Every company has an "average" level of leadership, which I call the Leadership Quotient, or "LQ" for short.  The LQ of a company is based on the simple combination of two factors.  The first is the overall average leadership ability ("LA") of every employee within the company.  The second is the average skill of all employees as measured by their collective knowledge, skills, and abilities ("KSE").  Each of these factors is measured on a scale from 1-10 meaning the the maximum LQ a company can have is 100; the minimum is 1. 

Over time, the company will always directly or unconsciously select leaders who have an LQ that is < the company average.  Occasionally great challenges will arise and the company will realize that they need "great talent" to help them succeed.  That's usually when the organization will turn to a leader that is great, or at least significantly greater than its current average LQ.  The following graphic illustrates how that works:

In this case, the company's LQ is 30.  They find a leader with an LQ of 64 - a whole 34 points higher than the organization.  This leader is typically one on the path to being a Level 4-5 leader if they are not already.  The hiring company puts them into a key position and turns them loose to solve the problem.  Inevitably, the problem is solved or otherwise handled.  Then the company is left with a leader who has an LQ that is very much different than the cultural average normal.  It's at this point that the delta of 34 points goes from being an asset to a big problem.

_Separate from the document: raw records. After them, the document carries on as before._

//! # Database Migrations
//!
//! The `entities` document table and its indexes, embedded from
//! `migrations/sqlite` at compile time.
//!
//! ```text
//! ┌─────────────────────────────────────────────────────────────────────────┐
//! │  Database::new()  (config.run_migrations)                              │
//! │       │                                                                 │
//! │       ▼                                                                 │
//! │  MIGRATOR.run(pool) ──► _sqlx_migrations records each version          │
//! │       │                                                                 │
//! │       ▼                                                                 │
//! │  entities (seq, collection, entity_key, body, version, timestamps)     │
//! └─────────────────────────────────────────────────────────────────────────┘
//! ```
//!
//! New schema changes go in a new `NNN_description.sql` file; applied files
//! are never edited.

use serde::Serialize;
use sqlx::SqlitePool;
use tracing::{debug, info};

use crate::error::DbResult;

static MIGRATOR: sqlx::migrate::Migrator = sqlx::migrate!("../../migrations/sqlite");

/// Applied vs embedded migrations of a store.
#[derive(Debug, Clone, PartialEq, Eq, Serialize)]
pub struct MigrationStatus {
    /// Versions compiled into this binary.
    pub embedded: Vec<i64>,
    /// Versions the store recorded as successfully applied.
    pub applied: Vec<i64>,
}

impl MigrationStatus {
    /// Embedded versions the store has not applied yet.
    pub fn pending(&self) -> Vec<i64> {
        self.embedded
            .iter()
            .copied()
            .filter(|version| !self.applied.contains(version))
            .collect()
    }

    /// True when the `entities` table is at the schema this binary expects.
    pub fn is_current(&self) -> bool {
        self.pending().is_empty()
    }
}

/// Applies every pending migration, each in its own transaction.
pub async fn run_migrations(pool: &SqlitePool) -> DbResult<()> {
    debug!(embedded = MIGRATOR.migrations.len(), "Checking entity store schema");
    MIGRATOR.run(pool).await?;
    info!("Entity store schema is current");
    Ok(())
}

/// Reads which migrations the store has applied. A store that never ran
/// migrations reports none applied; any other failed read is returned.
pub async fn migration_status(pool: &SqlitePool) -> DbResult<MigrationStatus> {
    let embedded = MIGRATOR.migrations.iter().map(|m| m.version).collect();

    let tracked: i64 = sqlx::query_scalar(
        "SELECT COUNT(*) FROM sqlite_master WHERE type = 'table' AND name = '_sqlx_migrations'",
    )
    .fetch_one(pool)
    .await?;

    let applied = if tracked == 0 {
        Vec::new()
    } else {
        sqlx::query_scalar("SELECT version FROM _sqlx_migrations WHERE success = 1 ORDER BY version")
            .fetch_all(pool)
            .await?
    };

    Ok(MigrationStatus { embedded, applied })
}

// =============================================================================
// Unit Tests
// =============================================================================
//! # Predicate Builder
//!
//! Reusable boolean predicates over entities, built from property paths,
//! operators and values.
//!
//! ## Construction vs Evaluation
//! ```text
//! ┌─────────────────────────────────────────────────────────────────────────┐
//! │  compare::<Artist>("plays", GreaterThan, 100)                          │
//! │       │                                                                 │
//! │       ▼  construction (fails fast, no store access)                    │
//! │  resolve path ──► check operator vs type ──► coerce value              │
//! │       │                                                                 │
//! │       ▼                                                                 │
//! │  Predicate<Artist>  (Arc'd closure, cheap to clone and combine)        │
//! │       │                                                                 │
//! │       ▼  evaluation (never fails)                                      │
//! │  predicate.matches(&artist) → bool                                     │
//! └─────────────────────────────────────────────────────────────────────────┘
//! ```
//!
//! ## Operator Rules
//! | Operator                 | Property types           | Null stored value |
//! |--------------------------|--------------------------|-------------------|
//! | equals / notEquals       | all except nested models | equals only Null  |
//! | lessThan .. greaterOrEq  | int, float, timestamp    | never matches     |
//! | isNullOrEmpty            | all                      | matches           |
//! | contains                 | text, enum, uuid         | never matches     |
//!
//! `contains` with a null or blank term matches everything.

use std::fmt;
use std::sync::Arc;

use crate::descriptor::describe;
use crate::error::{CoreError, CoreResult};
use crate::filter::FilterOp;
use crate::model::Model;
use crate::path::PropertyPath;
use crate::value::{Value, ValueType};

type Test<T> = Arc<dyn Fn(&T) -> bool + Send + Sync>;

// =============================================================================
// Predicate
// =============================================================================

/// A boolean test over `T`.
pub struct Predicate<T> {
    test: Test<T>,
    /// `Some(b)` when the predicate is known to always return `b`.
    constant: Option<bool>,
    /// First segments of the nested paths the test reads.
    roots: Vec<String>,
}

impl<T> Clone for Predicate<T> {
    fn clone(&self) -> Self {
        Predicate {
            test: Arc::clone(&self.test),
            constant: self.constant,
            roots: self.roots.clone(),
        }
    }
}

impl<T> fmt::Debug for Predicate<T> {
    fn fmt(&self, f: &mut fmt::Formatter<'_>) -> fmt::Result {
        match self.constant {
            Some(true) => f.write_str("Predicate(always)"),
            Some(false) => f.write_str("Predicate(never)"),
            None => f.write_str("Predicate(..)"),
        }
    }
}

impl<T: 'static> Predicate<T> {
    /// Wraps an arbitrary test.
    pub fn new(test: impl Fn(&T) -> bool + Send + Sync + 'static) -> Self {
        Predicate {
            test: Arc::new(test),
            constant: None,
            roots: Vec::new(),
        }
    }

    /// Matches every entity.
    pub fn always() -> Self {
        Predicate {
            test: Arc::new(|_| true),
            constant: Some(true),
            roots: Vec::new(),
        }
    }

    /// Matches no entity.
    pub fn never() -> Self {
        Predicate {
            test: Arc::new(|_| false),
            constant: Some(false),
            roots: Vec::new(),
        }
    }

    pub fn is_always(&self) -> bool {
        self.constant == Some(true)
    }

    pub fn matches(&self, entity: &T) -> bool {
        (self.test)(entity)
    }

    /// Roots of the nested property paths this predicate reads, e.g.
    /// `label` for `label.country`. A query loads the matching relations
    /// before filtering.
    pub fn roots(&self) -> impl Iterator<Item = &str> {
        self.roots.iter().map(String::as_str)
    }

    fn reading(mut self, roots: Vec<String>) -> Self {
        for root in roots {
            if !self.roots.contains(&root) {
                self.roots.push(root);
            }
        }
        self
    }

    /// Both predicates must hold.
    pub fn and(self, other: Predicate<T>) -> Self {
        match (self.constant, other.constant) {
            (Some(true), _) | (_, Some(false)) => other,
            (_, Some(true)) | (Some(false), _) => self,
            _ => {
                let (a, b) = (self.test, other.test);
                Predicate::new(move |e| a(e) && b(e))
                    .reading(self.roots)
                    .reading(other.roots)
            }
        }
    }

    /// Either predicate must hold.
    pub fn or(self, other: Predicate<T>) -> Self {
        match (self.constant, other.constant) {
            (Some(false), _) | (_, Some(true)) => other,
            (_, Some(false)) | (Some(true), _) => self,
            _ => {
                let (a, b) = (self.test, other.test);
                Predicate::new(move |e| a(e) || b(e))
                    .reading(self.roots)
                    .reading(other.roots)
            }
        }
    }

    pub fn negate(self) -> Self {
        match self.constant {
            Some(true) => Predicate::never(),
            Some(false) => Predicate::always(),
            None => {
                let test = self.test;
                Predicate::new(move |e| !test(e)).reading(self.roots)
            }
        }
    }

    /// Conjunction; an empty list matches everything.
    pub fn all(predicates: impl IntoIterator<Item = Predicate<T>>) -> Self {
        predicates
            .into_iter()
            .fold(Predicate::always(), Predicate::and)
    }

    /// Disjunction; an empty list matches nothing.
    pub fn any(predicates: impl IntoIterator<Item = Predicate<T>>) -> Self {
        predicates
            .into_iter()
            .fold(Predicate::never(), Predicate::or)
    }
}

// =============================================================================
// Builders
// =============================================================================

/// Builds a single-property predicate for any operator.
///
/// `property` may be a dotted path into nested models. For
/// [`FilterOp::IsNullOrEmpty`] the value is ignored.
///
/// ## Errors
/// - `UnknownProperty` / `InvalidPath` if the path does not resolve
/// - `UnsupportedOperator` if the operator is undefined for the property type
/// - `TypeMismatch` if the value cannot be coerced to the property type
pub fn compare<T: Model>(
    property: &str,
    op: FilterOp,
    value: impl Into<Value>,
) -> CoreResult<Predicate<T>> {
    let descriptor = describe::<T>();
    let path = PropertyPath::resolve(&descriptor, property)?;
    let roots = if path.is_nested() {
        vec![path.root().to_string()]
    } else {
        Vec::new()
    };
    build(property, path, op, value.into()).map(|predicate| predicate.reading(roots))
}

fn build<T: Model>(
    property: &str,
    path: PropertyPath,
    op: FilterOp,
    value: Value,
) -> CoreResult<Predicate<T>> {
    let ty = path.leaf_type();

    let unsupported = || CoreError::UnsupportedOperator {
        property: property.to_string(),
        op,
        ty: ty.to_string(),
    };

    match op {
        FilterOp::IsNullOrEmpty => {
            Ok(Predicate::new(move |e: &T| path.read(e).is_null_or_empty()))
        }

        FilterOp::Contains => {
            if !ty.is_textual() {
                return Err(unsupported());
            }
            if value.is_null() || value.as_text().is_some_and(|t| t.trim().is_empty()) {
                return Ok(Predicate::always());
            }
            let term = value
                .as_text()
                .map(|t| t.to_uppercase())
                .ok_or_else(|| CoreError::type_mismatch(property, "text", value.type_name()))?;

            Ok(Predicate::new(move |e: &T| {
                path.read(e)
                    .as_text()
                    .is_some_and(|stored| stored.to_uppercase().contains(&term))
            }))
        }

        FilterOp::Equals | FilterOp::NotEquals => {
            if matches!(ty, ValueType::Model(_)) {
                return Err(unsupported());
            }
            let expected = coerce(property, ty, value)?;
            let negated = op == FilterOp::NotEquals;

            Ok(Predicate::new(move |e: &T| {
                let stored = normalize(ty, path.read(e));
                stored.matches(&expected) != negated
            }))
        }

        FilterOp::LessThan
        | FilterOp::LessOrEqual
        | FilterOp::GreaterThan
        | FilterOp::GreaterOrEqual => {
            if !ty.is_comparable() {
                return Err(unsupported());
            }
            if value.is_null() {
                return Err(CoreError::type_mismatch(property, ty, "null"));
            }
            let bound = coerce(property, ty, value)?;

            Ok(Predicate::new(move |e: &T| {
                let stored = normalize(ty, path.read(e));
                match stored.compare(&bound) {
                    Some(ordering) => match op {
                        FilterOp::LessThan => ordering.is_lt(),
                        FilterOp::LessOrEqual => ordering.is_le(),
                        FilterOp::GreaterThan => ordering.is_gt(),
                        _ => ordering.is_ge(),
                    },
                    None => false,
                }
            }))
        }
    }
}

fn coerce(property: &str, ty: ValueType, value: Value) -> CoreResult<Value> {
    let found = value.type_name();
    ty.coerce(value)
        .ok_or_else(|| CoreError::type_mismatch(property, ty, found))
}

/// Stored values may be spelled loosely (a uuid held as text); bring them
/// to the declared representation before comparing.
fn normalize(ty: ValueType, stored: Value) -> Value {
    if matches!(stored, Value::Text(_) | Value::Int(_)) {
        ty.coerce(stored.clone()).unwrap_or(stored)
    } else {
        stored
    }
}

pub fn equals<T: Model>(property: &str, value: impl Into<Value>) -> CoreResult<Predicate<T>> {
    compare(property, FilterOp::Equals, value)
}

pub fn not_equals<T: Model>(property: &str, value: impl Into<Value>) -> CoreResult<Predicate<T>> {
    compare(property, FilterOp::NotEquals, value)
}

pub fn less_than<T: Model>(property: &str, value: impl Into<Value>) -> CoreResult<Predicate<T>> {
    compare(property, FilterOp::LessThan, value)
}

pub fn less_or_equal<T: Model>(property: &str, value: impl Into<Value>) -> CoreResult<Predicate<T>> {
    compare(property, FilterOp::LessOrEqual, value)
}

pub fn greater_than<T: Model>(property: &str, value: impl Into<Value>) -> CoreResult<Predicate<T>> {
    compare(property, FilterOp::GreaterThan, value)
}

pub fn greater_or_equal<T: Model>(
    property: &str,
    value: impl Into<Value>,
) -> CoreResult<Predicate<T>> {
    compare(property, FilterOp::GreaterOrEqual, value)
}

/// True when the stored value is null or empty text.
pub fn is_null_or_empty<T: Model>(property: &str) -> CoreResult<Predicate<T>> {
    compare(property, FilterOp::IsNullOrEmpty, Value::Null)
}

/// Case-insensitive substring test. A blank term matches everything.
pub fn contains<T: Model>(property: &str, term: impl Into<Value>) -> CoreResult<Predicate<T>> {
    compare(property, FilterOp::Contains, term)
}

/// Equality over every primary key part, in declaration order.
///
/// ## Errors
/// - `MissingPrimaryKey` if `T` declares no key
/// - `KeyArity` if the number of values differs from the key length
/// - `TypeMismatch` if a value is null or has the wrong type
pub fn key_equality<T: Model>(key_values: &[Value]) -> CoreResult<Predicate<T>> {
    let descriptor = describe::<T>();
    descriptor.encode_key(key_values)?;

    let parts = descriptor
        .primary_key()?
        .into_iter()
        .zip(key_values)
        .map(|(field, value)| equals::<T>(field.name, value.clone()))
        .collect::<CoreResult<Vec<_>>>()?;
    Ok(Predicate::all(parts))
}

/// Free-text search: `contains(term)` over every searchable property whose
/// operator set includes `contains`, joined with OR.
///
/// ## Errors
/// `NoSearchableFields` if the term is not blank and `T` has no such
/// property.
pub fn search<T: Model>(term: &str) -> CoreResult<Predicate<T>> {
    if term.trim().is_empty() {
        return Ok(Predicate::always());
    }

    let descriptor = describe::<T>();
    let fields: Vec<_> = descriptor
        .searchable_fields()
        .filter(|f| f.supports(FilterOp::Contains) && f.ty.is_textual())
        .map(|f| f.name)
        .collect();
    if fields.is_empty() {
        return Err(CoreError::NoSearchableFields {
            entity: descriptor.name().to_string(),
        });
    }

    let parts = fields
        .into_iter()
        .map(|name| contains::<T>(name, term))
        .collect::<CoreResult<Vec<_>>>()?;
    Ok(Predicate::any(parts))
}

// =============================================================================
// Unit Tests
// =============================================================================
//! # Order Builder
//!
//! Key extractors for dotted property paths and stable multi-key sorting.
//!
//! ## Sorting
//! ```text
//! ┌─────────────────────────────────────────────────────────────────────────┐
//! │  OrderBy::new("label.name:desc").then("name")                          │
//! │                                                                         │
//! │  1. Decorate   each entity with [label.name, name] key values          │
//! │  2. Sort       stable sort on the key tuple                            │
//! │                  Null < every other value (ascending)                  │
//! │                  desc reverses one key, never the tie order            │
//! │  3. Undecorate                                                          │
//! └─────────────────────────────────────────────────────────────────────────┘
//! ```

use std::cmp::Ordering;
use std::fmt;
use std::str::FromStr;
use std::sync::Arc;

use serde::{Deserialize, Serialize};

use crate::descriptor::describe;
use crate::error::{CoreError, CoreResult};
use crate::model::Model;
use crate::path::PropertyPath;
use crate::value::Value;

// =============================================================================
// Direction / Order Specification
// =============================================================================

/// Sort direction.
#[derive(Debug, Clone, Copy, PartialEq, Eq, Default, Serialize, Deserialize)]
#[serde(rename_all = "lowercase")]
pub enum Direction {
    #[default]
    Asc,
    Desc,
}

impl FromStr for Direction {
    type Err = CoreError;

    fn from_str(s: &str) -> Result<Self, Self::Err> {
        match s.trim().to_ascii_lowercase().as_str() {
            "asc" | "ascending" => Ok(Direction::Asc),
            "desc" | "descending" => Ok(Direction::Desc),
            other => Err(CoreError::InvalidOrder(other.to_string())),
        }
    }
}

/// `{ path, direction }`.
#[derive(Debug, Clone, PartialEq, Eq, Serialize, Deserialize)]
pub struct OrderSpec {
    pub path: String,
    #[serde(default)]
    pub direction: Direction,
}

impl OrderSpec {
    pub fn asc(path: impl Into<String>) -> Self {
        OrderSpec {
            path: path.into(),
            direction: Direction::Asc,
        }
    }

    pub fn desc(path: impl Into<String>) -> Self {
        OrderSpec {
            path: path.into(),
            direction: Direction::Desc,
        }
    }

    /// Parses `"path"`, `"path:asc"` or `"path:desc"`.
    pub fn parse(spec: &str) -> CoreResult<Self> {
        let (path, direction) = match spec.split_once(':') {
            Some((path, direction)) => (path.trim(), direction.parse()?),
            None => (spec.trim(), Direction::Asc),
        };
        if path.is_empty() {
            return Err(CoreError::InvalidOrder(spec.to_string()));
        }
        Ok(OrderSpec {
            path: path.to_string(),
            direction,
        })
    }
}

impl FromStr for OrderSpec {
    type Err = CoreError;

    fn from_str(s: &str) -> Result<Self, Self::Err> {
        OrderSpec::parse(s)
    }
}

impl fmt::Display for OrderSpec {
    fn fmt(&self, f: &mut fmt::Formatter<'_>) -> fmt::Result {
        match self.direction {
            Direction::Asc => write!(f, "{}:asc", self.path),
            Direction::Desc => write!(f, "{}:desc", self.path),
        }
    }
}

// =============================================================================
// Key Extractor
// =============================================================================

/// Reads the sort key of an entity.
pub struct KeyExtractor<T> {
    path: Arc<PropertyPath>,
    _entity: std::marker::PhantomData<fn(&T)>,
}

impl<T> Clone for KeyExtractor<T> {
    fn clone(&self) -> Self {
        KeyExtractor {
            path: Arc::clone(&self.path),
            _entity: std::marker::PhantomData,
        }
    }
}

impl<T> fmt::Debug for KeyExtractor<T> {
    fn fmt(&self, f: &mut fmt::Formatter<'_>) -> fmt::Result {
        f.debug_tuple("KeyExtractor").field(&self.path.as_str()).finish()
    }
}

impl<T: Model> KeyExtractor<T> {
    pub fn extract(&self, entity: &T) -> Value {
        self.path.read(entity)
    }

    pub fn path(&self) -> &PropertyPath {
        &self.path
    }
}

/// Builds a key extractor for a dotted path.
///
/// ## Errors
/// - `UnknownProperty` / `InvalidPath` if the path does not resolve
/// - `InvalidOrder` if the path ends on a nested model
pub fn key_extractor<T: Model>(path: &str) -> CoreResult<KeyExtractor<T>> {
    let resolved = PropertyPath::resolve(&describe::<T>(), path)?;
    if !resolved.leaf_type().is_orderable() {
        return Err(CoreError::InvalidOrder(format!(
            "'{path}' is a nested model, order by one of its properties"
        )));
    }
    Ok(KeyExtractor {
        path: Arc::new(resolved),
        _entity: std::marker::PhantomData,
    })
}

// =============================================================================
// Order By
// =============================================================================

/// One or more sort keys applied in sequence.
pub struct OrderBy<T> {
    keys: Vec<(KeyExtractor<T>, Direction)>,
}

impl<T> Clone for OrderBy<T> {
    fn clone(&self) -> Self {
        OrderBy {
            keys: self.keys.clone(),
        }
    }
}

impl<T> fmt::Debug for OrderBy<T> {
    fn fmt(&self, f: &mut fmt::Formatter<'_>) -> fmt::Result {
        f.debug_list()
            .entries(self.keys.iter().map(|(k, d)| (k.path.as_str(), *d)))
            .finish()
    }
}

impl<T> Default for OrderBy<T> {
    fn default() -> Self {
        OrderBy { keys: Vec::new() }
    }
}

impl<T: Model> OrderBy<T> {
    /// Starts an ordering from a single key.
    pub fn new(spec: impl Into<OrderSpec>) -> CoreResult<Self> {
        OrderBy::default().then(spec)
    }

    /// Adds a tie-breaking key.
    pub fn then(mut self, spec: impl Into<OrderSpec>) -> CoreResult<Self> {
        let spec = spec.into();
        self.keys.push((key_extractor(&spec.path)?, spec.direction));
        Ok(self)
    }

    /// Like [`then`](Self::then) but the path root must be declared sortable.
    pub fn then_sortable(self, spec: impl Into<OrderSpec>) -> CoreResult<Self> {
        let spec = spec.into();
        let descriptor = describe::<T>();
        let root = spec.path.split('.').next().unwrap_or_default();
        if let Some(field) = descriptor.field(root) {
            if !field.sortable {
                return Err(CoreError::NotSortable {
                    entity: descriptor.name().to_string(),
                    path: spec.path,
                });
            }
        }
        self.then(spec)
    }

    /// Root properties of all key paths.
    pub fn roots(&self) -> impl Iterator<Item = &str> {
        self.keys.iter().map(|(k, _)| k.path.root())
    }

    pub fn is_empty(&self) -> bool {
        self.keys.is_empty()
    }

    /// Compares two entities on every key in turn.
    pub fn compare(&self, a: &T, b: &T) -> Ordering {
        for (key, direction) in &self.keys {
            let ordering = apply(key.extract(a).sort_cmp(&key.extract(b)), *direction);
            if ordering.is_ne() {
                return ordering;
            }
        }
        Ordering::Equal
    }

    /// Stable sort: ties keep their original relative order in both
    /// directions.
    pub fn sort(&self, items: &mut Vec<T>) {
        if self.keys.is_empty() || items.len() < 2 {
            return;
        }

        let mut decorated: Vec<(Vec<Value>, T)> = items
            .drain(..)
            .map(|item| {
                let keys = self.keys.iter().map(|(k, _)| k.extract(&item)).collect();
                (keys, item)
            })
            .collect();

        decorated.sort_by(|(a, _), (b, _)| {
            a.iter()
                .zip(b)
                .zip(&self.keys)
                .map(|((x, y), (_, direction))| apply(x.sort_cmp(y), *direction))
                .find(|o| o.is_ne())
                .unwrap_or(Ordering::Equal)
        });

        items.extend(decorated.into_iter().map(|(_, item)| item));
    }
}

fn apply(ordering: Ordering, direction: Direction) -> Ordering {
    match direction {
        Direction::Asc => ordering,
        Direction::Desc => ordering.reverse(),
    }
}

impl From<&str> for OrderSpec {
    fn from(path: &str) -> Self {
        OrderSpec::asc(path)
    }
}

// =============================================================================
// Unit Tests
// =============================================================================

#[cfg(test)]
mod tests {
    use super::*;
    use crate::test_fixtures::{album, artist, Album, Artist, Label};

    fn names(artists: &[Artist]) -> Vec<&str> {
        artists.iter().map(|a| a.name.as_str()).collect()
    }

    #[test]
    fn test_parse_order_spec() {
        assert_eq!(OrderSpec::parse("name").unwrap(), OrderSpec::asc("name"));
        assert_eq!(OrderSpec::parse("name:DESC").unwrap(), OrderSpec::desc("name"));
        assert_eq!(
            "label.name : asc".parse::<OrderSpec>().unwrap(),
            OrderSpec::asc("label.name")
        );
        assert!(OrderSpec::parse("name:sideways").is_err());
        assert!(OrderSpec::parse(":desc").is_err());
    }

    #[test]
    fn test_stable_sort_on_ties() {
        let mut artists = vec![
            artist(1, "b", Some("x")),
            artist(2, "a", Some("y")),
            artist(3, "b", Some("z")),
            artist(4, "a", Some("w")),
        ];

        OrderBy::new("name").unwrap().sort(&mut artists);
        let ids: Vec<_> = artists.iter().map(|a| a.id).collect();
        assert_eq!(ids, vec![2, 4, 1, 3]);

        OrderBy::new(OrderSpec::desc("name")).unwrap().sort(&mut artists);
        let ids: Vec<_> = artists.iter().map(|a| a.id).collect();
        assert_eq!(ids, vec![1, 3, 2, 4]);
    }

    #[test]
    fn test_nulls_first_and_then_by() {
        let mut artists = vec![
            artist(1, "Zed", Some("b")),
            artist(2, "Acme", None),
            artist(3, "Moe", Some("a")),
            artist(4, "Bee", Some("a")),
        ];

        OrderBy::new("tag")
            .and_then(|o| o.then(OrderSpec::desc("name")))
            .unwrap()
            .sort(&mut artists);
        assert_eq!(names(&artists), vec!["Acme", "Moe", "Bee", "Zed"]);
    }

    #[test]
    fn test_nested_path_ordering() {
        let label = |name: &str| {
            Some(Label {
                name: name.to_string(),
                country: "US".to_string(),
            })
        };
        let mut artists = vec![
            artist(1, "One", None),
            artist(2, "Two", None),
            artist(3, "Three", None),
        ];
        artists[0].label = label("Warp");
        artists[2].label = label("Domino");

        OrderBy::new("label.name").unwrap().sort(&mut artists);
        assert_eq!(names(&artists), vec!["Two", "Three", "One"]);
    }

    #[test]
    fn test_invalid_order_paths() {
        let err = key_extractor::<Album>("artist.nmae").unwrap_err();
        assert!(matches!(err, CoreError::UnknownProperty { .. }));

        let err = key_extractor::<Album>("artist").unwrap_err();
        assert!(matches!(err, CoreError::InvalidOrder(_)));
    }

    #[test]
    fn test_then_sortable_checks_root() {
        let order = OrderBy::<Album>::default()
            .then_sortable("artist.name")
            .unwrap();
        assert_eq!(order.roots().collect::<Vec<_>>(), vec!["artist"]);

        let err = OrderBy::<Artist>::default().then_sortable("tag").unwrap_err();
        assert!(matches!(err, CoreError::NotSortable { .. }));

        let mut albums = vec![album(2, "b", None), album(1, "a", None)];
        OrderBy::new("title").unwrap().sort(&mut albums);
        assert_eq!(albums[0].id, 1);
    }
}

What was so good before now looks like this illustration:

Since the organization is not, by nature, great, the leader finds his/her self confronted with a choice.  Without a big problem to solve or a "dragon to slay", the person must either conform or face expulsion from the organization.  Doing nothing will not help because the cultural disconnect will force one of two actions:
  1. The leader "self lobotomizes" and adapts their capabilities to fit the company's LQ
  2. The leader leaves the company on their own or by "invitation" to exit
 What Jim Collins fails to mention is that great leaders must choose their structure very, very carefully.  If you want to know where Great Leaders Go to Die, it is in mediocre companies working for very average leaders.

Choose with meticulous care - your choices, as a leader, have many more ramifications for you, yourself, and your team than you may recognize.